:: GIVEN RECORDS ::
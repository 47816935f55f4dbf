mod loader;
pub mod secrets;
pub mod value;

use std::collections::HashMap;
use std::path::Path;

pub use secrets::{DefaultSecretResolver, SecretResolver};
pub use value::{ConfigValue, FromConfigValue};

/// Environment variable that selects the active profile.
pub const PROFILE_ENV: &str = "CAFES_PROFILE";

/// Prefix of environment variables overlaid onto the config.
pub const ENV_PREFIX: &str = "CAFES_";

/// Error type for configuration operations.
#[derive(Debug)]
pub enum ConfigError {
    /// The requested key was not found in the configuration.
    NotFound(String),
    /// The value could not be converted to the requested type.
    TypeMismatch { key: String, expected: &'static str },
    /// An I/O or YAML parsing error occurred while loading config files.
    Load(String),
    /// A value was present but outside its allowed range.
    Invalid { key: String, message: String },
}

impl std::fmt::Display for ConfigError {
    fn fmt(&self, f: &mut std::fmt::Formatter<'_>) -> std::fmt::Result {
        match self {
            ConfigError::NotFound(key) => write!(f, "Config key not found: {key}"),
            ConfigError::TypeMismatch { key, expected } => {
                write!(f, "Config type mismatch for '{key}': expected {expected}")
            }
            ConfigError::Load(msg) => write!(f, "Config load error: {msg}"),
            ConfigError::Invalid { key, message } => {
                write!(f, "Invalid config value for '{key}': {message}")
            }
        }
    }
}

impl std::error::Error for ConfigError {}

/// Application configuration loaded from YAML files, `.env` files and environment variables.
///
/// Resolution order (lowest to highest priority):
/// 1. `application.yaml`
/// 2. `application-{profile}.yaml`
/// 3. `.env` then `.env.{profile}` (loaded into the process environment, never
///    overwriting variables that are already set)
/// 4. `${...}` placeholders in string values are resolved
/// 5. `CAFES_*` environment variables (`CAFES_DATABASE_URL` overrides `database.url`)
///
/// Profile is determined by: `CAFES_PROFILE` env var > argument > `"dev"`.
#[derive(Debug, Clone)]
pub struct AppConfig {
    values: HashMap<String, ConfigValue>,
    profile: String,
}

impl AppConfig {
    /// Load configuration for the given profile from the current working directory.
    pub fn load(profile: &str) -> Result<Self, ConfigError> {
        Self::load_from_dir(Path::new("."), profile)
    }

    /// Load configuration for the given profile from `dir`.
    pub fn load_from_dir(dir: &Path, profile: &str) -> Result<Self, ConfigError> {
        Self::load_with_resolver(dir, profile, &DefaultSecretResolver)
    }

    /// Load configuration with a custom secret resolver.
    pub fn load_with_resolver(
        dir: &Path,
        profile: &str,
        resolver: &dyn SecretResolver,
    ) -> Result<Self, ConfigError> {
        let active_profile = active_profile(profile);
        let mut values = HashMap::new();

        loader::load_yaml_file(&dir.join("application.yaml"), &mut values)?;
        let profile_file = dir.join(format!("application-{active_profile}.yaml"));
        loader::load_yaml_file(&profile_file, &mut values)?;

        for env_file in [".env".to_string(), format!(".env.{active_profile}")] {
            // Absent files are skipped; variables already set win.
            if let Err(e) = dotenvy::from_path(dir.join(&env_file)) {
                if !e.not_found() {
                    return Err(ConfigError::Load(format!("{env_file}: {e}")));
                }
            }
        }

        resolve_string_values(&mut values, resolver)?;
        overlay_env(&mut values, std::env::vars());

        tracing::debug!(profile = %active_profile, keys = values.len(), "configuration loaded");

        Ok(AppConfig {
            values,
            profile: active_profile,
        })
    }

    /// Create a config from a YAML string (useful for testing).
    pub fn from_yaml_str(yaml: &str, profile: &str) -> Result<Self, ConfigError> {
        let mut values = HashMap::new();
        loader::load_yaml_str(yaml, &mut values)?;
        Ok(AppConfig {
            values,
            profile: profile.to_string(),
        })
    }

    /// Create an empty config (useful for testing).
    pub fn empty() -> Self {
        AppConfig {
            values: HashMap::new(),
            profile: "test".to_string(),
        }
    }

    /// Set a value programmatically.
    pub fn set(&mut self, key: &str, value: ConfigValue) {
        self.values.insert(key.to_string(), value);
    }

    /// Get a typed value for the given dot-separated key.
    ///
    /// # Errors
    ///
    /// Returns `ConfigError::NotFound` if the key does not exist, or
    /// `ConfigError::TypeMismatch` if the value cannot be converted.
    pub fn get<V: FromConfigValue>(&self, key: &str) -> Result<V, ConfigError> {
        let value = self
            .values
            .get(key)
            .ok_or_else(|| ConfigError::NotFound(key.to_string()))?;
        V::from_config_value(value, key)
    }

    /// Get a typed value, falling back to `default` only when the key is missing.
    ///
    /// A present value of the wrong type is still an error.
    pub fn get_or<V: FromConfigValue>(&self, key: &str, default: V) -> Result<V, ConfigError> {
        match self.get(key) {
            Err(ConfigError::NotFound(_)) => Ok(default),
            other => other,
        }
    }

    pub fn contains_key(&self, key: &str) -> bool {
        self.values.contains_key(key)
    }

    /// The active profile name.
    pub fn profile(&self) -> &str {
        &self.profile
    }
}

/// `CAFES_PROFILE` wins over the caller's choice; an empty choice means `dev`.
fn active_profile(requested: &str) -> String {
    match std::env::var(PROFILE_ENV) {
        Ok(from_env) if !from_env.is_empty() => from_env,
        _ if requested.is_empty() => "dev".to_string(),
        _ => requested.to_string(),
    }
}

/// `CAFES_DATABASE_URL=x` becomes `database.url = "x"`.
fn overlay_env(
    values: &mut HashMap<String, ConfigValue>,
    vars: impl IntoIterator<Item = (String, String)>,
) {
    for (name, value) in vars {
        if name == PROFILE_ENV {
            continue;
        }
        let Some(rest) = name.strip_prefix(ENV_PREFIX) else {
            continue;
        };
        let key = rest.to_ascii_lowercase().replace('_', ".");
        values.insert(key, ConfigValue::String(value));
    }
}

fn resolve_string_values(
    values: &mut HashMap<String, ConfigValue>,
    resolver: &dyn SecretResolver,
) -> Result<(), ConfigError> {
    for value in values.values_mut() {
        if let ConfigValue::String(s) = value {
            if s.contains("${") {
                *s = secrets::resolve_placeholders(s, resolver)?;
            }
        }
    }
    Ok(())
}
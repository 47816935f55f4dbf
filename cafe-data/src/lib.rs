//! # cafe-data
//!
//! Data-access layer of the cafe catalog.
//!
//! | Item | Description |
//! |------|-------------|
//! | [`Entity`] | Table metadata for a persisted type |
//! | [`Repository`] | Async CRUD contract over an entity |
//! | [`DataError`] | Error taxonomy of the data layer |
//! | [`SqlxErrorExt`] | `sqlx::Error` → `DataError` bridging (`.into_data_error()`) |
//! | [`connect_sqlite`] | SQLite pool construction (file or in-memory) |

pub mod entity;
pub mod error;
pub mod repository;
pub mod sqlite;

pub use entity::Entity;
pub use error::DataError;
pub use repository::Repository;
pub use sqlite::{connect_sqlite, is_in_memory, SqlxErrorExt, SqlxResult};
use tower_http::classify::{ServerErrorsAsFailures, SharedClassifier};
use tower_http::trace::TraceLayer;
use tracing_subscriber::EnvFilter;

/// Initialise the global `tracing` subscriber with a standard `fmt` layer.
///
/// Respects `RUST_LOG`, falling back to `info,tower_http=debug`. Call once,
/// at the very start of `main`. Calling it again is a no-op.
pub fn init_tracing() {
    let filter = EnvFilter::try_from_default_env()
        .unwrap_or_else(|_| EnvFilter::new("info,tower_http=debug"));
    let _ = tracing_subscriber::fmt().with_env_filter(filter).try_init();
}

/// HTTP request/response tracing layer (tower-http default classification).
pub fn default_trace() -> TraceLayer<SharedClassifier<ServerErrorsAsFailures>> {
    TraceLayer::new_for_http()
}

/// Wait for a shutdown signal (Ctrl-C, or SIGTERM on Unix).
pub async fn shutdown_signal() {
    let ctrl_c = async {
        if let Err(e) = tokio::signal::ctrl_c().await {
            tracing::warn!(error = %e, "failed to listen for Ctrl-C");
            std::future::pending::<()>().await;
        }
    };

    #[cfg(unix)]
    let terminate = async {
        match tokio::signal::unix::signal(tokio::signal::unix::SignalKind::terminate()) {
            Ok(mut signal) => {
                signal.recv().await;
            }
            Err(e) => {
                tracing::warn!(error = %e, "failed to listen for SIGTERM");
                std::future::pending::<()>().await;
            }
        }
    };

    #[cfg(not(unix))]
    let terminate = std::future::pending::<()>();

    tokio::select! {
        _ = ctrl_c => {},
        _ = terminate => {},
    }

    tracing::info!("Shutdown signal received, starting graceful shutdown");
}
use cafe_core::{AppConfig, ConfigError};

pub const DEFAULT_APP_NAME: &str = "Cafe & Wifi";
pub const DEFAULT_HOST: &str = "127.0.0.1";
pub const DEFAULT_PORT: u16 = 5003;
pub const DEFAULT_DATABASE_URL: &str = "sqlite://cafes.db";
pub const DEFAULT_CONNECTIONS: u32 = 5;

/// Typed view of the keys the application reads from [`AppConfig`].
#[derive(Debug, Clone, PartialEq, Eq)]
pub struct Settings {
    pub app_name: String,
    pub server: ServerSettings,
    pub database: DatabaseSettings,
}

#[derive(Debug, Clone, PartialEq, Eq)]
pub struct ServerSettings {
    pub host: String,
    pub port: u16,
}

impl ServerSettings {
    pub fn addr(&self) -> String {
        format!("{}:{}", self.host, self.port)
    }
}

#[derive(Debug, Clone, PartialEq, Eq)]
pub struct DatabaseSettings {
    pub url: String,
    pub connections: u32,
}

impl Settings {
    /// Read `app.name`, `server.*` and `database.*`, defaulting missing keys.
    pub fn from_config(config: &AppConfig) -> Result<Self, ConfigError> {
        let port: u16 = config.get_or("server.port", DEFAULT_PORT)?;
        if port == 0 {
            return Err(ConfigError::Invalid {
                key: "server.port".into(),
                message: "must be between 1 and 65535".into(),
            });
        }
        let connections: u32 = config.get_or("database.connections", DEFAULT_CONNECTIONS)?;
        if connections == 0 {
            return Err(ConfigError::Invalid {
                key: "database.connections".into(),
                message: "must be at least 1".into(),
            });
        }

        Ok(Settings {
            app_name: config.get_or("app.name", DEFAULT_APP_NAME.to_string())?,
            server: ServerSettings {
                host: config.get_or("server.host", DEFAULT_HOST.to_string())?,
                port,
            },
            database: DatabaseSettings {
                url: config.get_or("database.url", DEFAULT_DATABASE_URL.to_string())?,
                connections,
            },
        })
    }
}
==
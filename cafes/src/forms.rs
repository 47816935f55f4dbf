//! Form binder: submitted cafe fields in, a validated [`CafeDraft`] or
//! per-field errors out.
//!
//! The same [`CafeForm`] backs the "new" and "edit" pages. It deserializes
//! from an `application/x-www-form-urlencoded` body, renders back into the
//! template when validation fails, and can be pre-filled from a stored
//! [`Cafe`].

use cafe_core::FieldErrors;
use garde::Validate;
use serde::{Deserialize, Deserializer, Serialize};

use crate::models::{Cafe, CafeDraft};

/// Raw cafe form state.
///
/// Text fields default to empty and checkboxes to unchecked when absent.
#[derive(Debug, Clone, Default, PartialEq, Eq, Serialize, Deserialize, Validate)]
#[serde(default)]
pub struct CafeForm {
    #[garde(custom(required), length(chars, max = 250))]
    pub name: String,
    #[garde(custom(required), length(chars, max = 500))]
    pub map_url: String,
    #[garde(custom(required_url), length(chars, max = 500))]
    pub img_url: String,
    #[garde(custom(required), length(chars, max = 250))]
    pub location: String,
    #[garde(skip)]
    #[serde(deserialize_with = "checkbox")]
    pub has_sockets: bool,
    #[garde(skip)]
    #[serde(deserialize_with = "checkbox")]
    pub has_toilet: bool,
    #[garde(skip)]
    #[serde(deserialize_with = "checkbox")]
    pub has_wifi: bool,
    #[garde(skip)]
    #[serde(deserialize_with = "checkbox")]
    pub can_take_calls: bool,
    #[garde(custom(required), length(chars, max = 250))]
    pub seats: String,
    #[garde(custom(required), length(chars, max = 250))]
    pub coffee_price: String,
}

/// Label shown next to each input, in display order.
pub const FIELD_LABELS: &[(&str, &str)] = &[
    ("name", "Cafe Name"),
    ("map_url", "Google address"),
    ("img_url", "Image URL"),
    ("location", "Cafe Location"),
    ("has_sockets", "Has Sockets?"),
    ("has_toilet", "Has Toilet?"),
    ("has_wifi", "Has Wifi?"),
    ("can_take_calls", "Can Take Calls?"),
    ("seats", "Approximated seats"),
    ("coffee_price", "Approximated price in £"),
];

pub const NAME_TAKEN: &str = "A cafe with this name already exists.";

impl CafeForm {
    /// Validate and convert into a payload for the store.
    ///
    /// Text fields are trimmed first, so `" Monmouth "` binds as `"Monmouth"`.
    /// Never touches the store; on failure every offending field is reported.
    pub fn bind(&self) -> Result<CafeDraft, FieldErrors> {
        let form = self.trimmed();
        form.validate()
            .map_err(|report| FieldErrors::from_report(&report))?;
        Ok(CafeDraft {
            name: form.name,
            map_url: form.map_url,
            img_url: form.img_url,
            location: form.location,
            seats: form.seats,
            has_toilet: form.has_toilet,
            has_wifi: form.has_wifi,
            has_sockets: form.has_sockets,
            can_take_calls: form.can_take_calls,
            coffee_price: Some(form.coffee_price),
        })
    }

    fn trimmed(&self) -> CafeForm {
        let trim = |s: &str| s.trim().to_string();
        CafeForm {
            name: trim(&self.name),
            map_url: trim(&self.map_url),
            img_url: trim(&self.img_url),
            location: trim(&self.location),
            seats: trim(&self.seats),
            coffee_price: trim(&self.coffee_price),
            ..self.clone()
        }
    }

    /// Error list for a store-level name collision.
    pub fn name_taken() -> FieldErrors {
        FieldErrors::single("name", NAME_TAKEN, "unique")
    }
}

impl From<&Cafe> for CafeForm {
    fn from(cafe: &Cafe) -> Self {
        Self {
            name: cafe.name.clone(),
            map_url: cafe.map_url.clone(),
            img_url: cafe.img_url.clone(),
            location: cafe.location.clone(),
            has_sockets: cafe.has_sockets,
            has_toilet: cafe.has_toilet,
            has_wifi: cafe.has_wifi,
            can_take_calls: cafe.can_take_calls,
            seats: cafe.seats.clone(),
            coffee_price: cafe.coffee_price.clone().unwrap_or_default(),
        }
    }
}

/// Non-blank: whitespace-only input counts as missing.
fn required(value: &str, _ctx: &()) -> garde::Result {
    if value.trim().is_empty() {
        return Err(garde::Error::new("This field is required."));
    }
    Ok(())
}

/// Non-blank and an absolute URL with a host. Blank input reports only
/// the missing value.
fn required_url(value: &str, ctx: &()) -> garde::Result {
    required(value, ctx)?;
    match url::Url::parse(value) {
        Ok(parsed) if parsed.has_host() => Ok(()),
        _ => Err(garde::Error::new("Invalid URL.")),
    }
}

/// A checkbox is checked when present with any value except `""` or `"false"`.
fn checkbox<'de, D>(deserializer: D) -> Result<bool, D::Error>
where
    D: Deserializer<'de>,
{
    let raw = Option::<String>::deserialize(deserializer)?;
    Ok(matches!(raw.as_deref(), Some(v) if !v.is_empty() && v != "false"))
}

:: INSTRUCTIONS FOR THE TASK ::
Your answer should consist only of the lines above between the line holding "back into the" and the line holding "pub struct CafeForm", inclusive, each transcribed exactly.

:: TASK ANSWER ::
//! from an `application/x-www-form-urlencoded` body, renders back into the
//! template when validation fails, and can be pre-filled from a stored
//! [`Cafe`].

use cafe_core::FieldErrors;
use garde::Validate;
use serde::{Deserialize, Deserializer, Serialize};

use crate::models::{Cafe, CafeDraft};

/// Raw cafe form state.
///
/// Text fields default to empty and checkboxes to unchecked when absent.
#[derive(Debug, Clone, Default, PartialEq, Eq, Serialize, Deserialize, Validate)]
#[serde(default)]
pub struct CafeForm {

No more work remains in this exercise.